• _WORK TO COMPLETE_
Repeat every entry exactly as given.

▼

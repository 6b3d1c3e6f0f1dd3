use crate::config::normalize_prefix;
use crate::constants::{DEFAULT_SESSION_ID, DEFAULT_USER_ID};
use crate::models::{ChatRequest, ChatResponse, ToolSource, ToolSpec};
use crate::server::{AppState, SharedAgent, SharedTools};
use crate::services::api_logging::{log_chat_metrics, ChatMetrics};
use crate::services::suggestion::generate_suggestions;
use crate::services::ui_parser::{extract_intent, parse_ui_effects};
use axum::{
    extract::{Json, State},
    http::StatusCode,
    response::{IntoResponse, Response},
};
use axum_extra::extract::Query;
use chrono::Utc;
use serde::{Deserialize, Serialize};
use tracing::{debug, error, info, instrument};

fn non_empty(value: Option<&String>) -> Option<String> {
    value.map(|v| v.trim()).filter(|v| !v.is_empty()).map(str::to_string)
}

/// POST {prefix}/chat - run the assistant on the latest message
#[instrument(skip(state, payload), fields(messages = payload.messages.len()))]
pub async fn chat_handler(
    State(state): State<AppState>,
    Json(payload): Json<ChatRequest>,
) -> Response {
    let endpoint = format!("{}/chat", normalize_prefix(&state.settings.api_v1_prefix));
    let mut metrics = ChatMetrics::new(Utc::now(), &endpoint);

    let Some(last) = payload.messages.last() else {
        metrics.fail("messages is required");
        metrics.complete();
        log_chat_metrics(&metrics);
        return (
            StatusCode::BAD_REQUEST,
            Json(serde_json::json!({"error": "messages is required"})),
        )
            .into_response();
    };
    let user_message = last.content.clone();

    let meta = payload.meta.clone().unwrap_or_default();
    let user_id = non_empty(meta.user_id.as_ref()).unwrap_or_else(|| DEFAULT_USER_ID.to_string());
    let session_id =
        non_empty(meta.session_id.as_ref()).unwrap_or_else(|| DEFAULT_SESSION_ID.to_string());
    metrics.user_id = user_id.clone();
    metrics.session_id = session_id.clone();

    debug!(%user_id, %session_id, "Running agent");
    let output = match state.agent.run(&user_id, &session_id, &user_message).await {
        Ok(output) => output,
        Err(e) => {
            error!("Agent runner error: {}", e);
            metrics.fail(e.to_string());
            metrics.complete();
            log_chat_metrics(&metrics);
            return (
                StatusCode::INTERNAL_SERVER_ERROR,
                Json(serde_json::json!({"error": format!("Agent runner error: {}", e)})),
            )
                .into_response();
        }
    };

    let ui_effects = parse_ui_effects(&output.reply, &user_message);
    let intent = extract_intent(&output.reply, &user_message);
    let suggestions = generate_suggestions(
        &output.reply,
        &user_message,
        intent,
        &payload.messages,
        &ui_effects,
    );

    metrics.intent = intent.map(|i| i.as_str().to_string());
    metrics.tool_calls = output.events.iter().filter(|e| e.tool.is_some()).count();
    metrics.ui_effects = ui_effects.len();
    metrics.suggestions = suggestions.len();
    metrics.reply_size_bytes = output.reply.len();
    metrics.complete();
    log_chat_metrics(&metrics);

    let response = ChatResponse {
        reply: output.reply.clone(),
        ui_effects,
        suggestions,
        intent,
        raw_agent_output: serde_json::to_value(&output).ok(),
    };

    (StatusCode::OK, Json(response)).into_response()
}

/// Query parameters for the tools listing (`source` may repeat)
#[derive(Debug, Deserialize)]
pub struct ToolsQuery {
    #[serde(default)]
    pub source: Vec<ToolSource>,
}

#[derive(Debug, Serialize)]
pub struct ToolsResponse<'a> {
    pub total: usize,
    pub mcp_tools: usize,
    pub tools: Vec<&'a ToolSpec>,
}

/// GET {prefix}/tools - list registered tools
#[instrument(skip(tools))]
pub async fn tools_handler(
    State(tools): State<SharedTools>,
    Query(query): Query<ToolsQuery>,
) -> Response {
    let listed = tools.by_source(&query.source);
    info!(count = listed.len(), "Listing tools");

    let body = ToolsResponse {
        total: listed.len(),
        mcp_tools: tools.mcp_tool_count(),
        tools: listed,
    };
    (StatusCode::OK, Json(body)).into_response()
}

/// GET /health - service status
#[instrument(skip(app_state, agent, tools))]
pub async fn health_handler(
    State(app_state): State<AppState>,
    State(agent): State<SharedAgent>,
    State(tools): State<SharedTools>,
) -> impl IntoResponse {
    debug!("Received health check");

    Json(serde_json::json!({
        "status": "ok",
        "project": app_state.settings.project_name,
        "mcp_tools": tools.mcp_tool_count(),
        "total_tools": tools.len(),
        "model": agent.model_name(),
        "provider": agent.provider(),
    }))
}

▲

• _COMPLETED EXERCISE_
repository 6b3d1c3e6f0f1dd3
use crate::config::normalize_prefix;
use crate::constants::{DEFAULT_SESSION_ID, DEFAULT_USER_ID};
use crate::models::{ChatRequest, ChatResponse, ToolSource, ToolSpec};
use crate::server::{AppState, SharedAgent, SharedTools};
use crate::services::api_logging::{log_chat_metrics, ChatMetrics};
use crate::services::suggestion::generate_suggestions;
use crate::services::ui_parser::{extract_intent, parse_ui_effects};
use axum::{
    extract::{Json, State},
    http::StatusCode,
    response::{IntoResponse, Response},
};
use axum_extra::extract::Query;
use chrono::Utc;
use serde::{Deserialize, Serialize};
use tracing::{debug, error, info, instrument};

fn non_empty(value: Option<&String>) -> Option<String> {
    value.map(|v| v.trim()).filter(|v| !v.is_empty()).map(str::to_string)
}

/// POST {prefix}/chat - run the assistant on the latest message
#[instrument(skip(state, payload), fields(messages = payload.messages.len()))]
pub async fn chat_handler(
    State(state): State<AppState>,
    Json(payload): Json<ChatRequest>,
) -> Response {
    let endpoint = format!("{}/chat", normalize_prefix(&state.settings.api_v1_prefix));
    let mut metrics = ChatMetrics::new(Utc::now(), &endpoint);

    let Some(last) = payload.messages.last() else {
        metrics.fail("messages is required");
        metrics.complete();
        log_chat_metrics(&metrics);
        return (
            StatusCode::BAD_REQUEST,
            Json(serde_json::json!({"error": "messages is required"})),
        )
            .into_response();
    };
    let user_message = last.content.clone();

    let meta = payload.meta.clone().unwrap_or_default();
    let user_id = non_empty(meta.user_id.as_ref()).unwrap_or_else(|| DEFAULT_USER_ID.to_string());
    let session_id =
        non_empty(meta.session_id.as_ref()).unwrap_or_else(|| DEFAULT_SESSION_ID.to_string());
    metrics.user_id = user_id.clone();
    metrics.session_id = session_id.clone();

    debug!(%user_id, %session_id, "Running agent");
    let output = match state.agent.run(&user_id, &session_id, &user_message).await {
        Ok(output) => output,
        Err(e) => {
            error!("Agent runner error: {}", e);
            metrics.fail(e.to_string());
            metrics.complete();
            log_chat_metrics(&metrics);
            return (
                StatusCode::INTERNAL_SERVER_ERROR,
                Json(serde_json::json!({"error": format!("Agent runner error: {}", e)})),
            )
                .into_response();
        }
    };

    let ui_effects = parse_ui_effects(&output.reply, &user_message);
    let intent = extract_intent(&output.reply, &user_message);
    let suggestions = generate_suggestions(
        &output.reply,
        &user_message,
        intent,
        &payload.messages,
        &ui_effects,
    );

    metrics.intent = intent.map(|i| i.as_str().to_string());
    metrics.tool_calls = output.events.iter().filter(|e| e.tool.is_some()).count();
    metrics.ui_effects = ui_effects.len();
    metrics.suggestions = suggestions.len();
    metrics.reply_size_bytes = output.reply.len();
    metrics.complete();
    log_chat_metrics(&metrics);

    let response = ChatResponse {
        reply: output.reply.clone(),
        ui_effects,
        suggestions,
        intent,
        raw_agent_output: serde_json::to_value(&output).ok(),
    };

    (StatusCode::OK, Json(response)).into_response()
}

/// Query parameters for the tools listing (`source` may repeat)
#[derive(Debug, Deserialize)]
pub struct ToolsQuery {
    #[serde(default)]
    pub source: Vec<ToolSource>,
}

#[derive(Debug, Serialize)]
pub struct ToolsResponse<'a> {
    pub total: usize,
    pub mcp_tools: usize,
    pub tools: Vec<&'a ToolSpec>,
}

/// GET {prefix}/tools - list registered tools
#[instrument(skip(tools))]
pub async fn tools_handler(
    State(tools): State<SharedTools>,
    Query(query): Query<ToolsQuery>,
) -> Response {
    let listed = tools.by_source(&query.source);
    info!(count = listed.len(), "Listing tools");

    let body = ToolsResponse {
        total: listed.len(),
        mcp_tools: tools.mcp_tool_count(),
        tools: listed,
    };
    (StatusCode::OK, Json(body)).into_response()
}

/// GET /health - service status
#[instrument(skip(app_state, agent, tools))]
pub async fn health_handler(
    State(app_state): State<AppState>,
    State(agent): State<SharedAgent>,
    State(tools): State<SharedTools>,
) -> impl IntoResponse {
    debug!("Received health check");

    Json(serde_json::json!({
        "status": "ok",
        "project": app_state.settings.project_name,
        "mcp_tools": tools.mcp_tool_count(),
        "total_tools": tools.len(),
        "model": agent.model_name(),
        "provider": agent.provider(),
    }))
}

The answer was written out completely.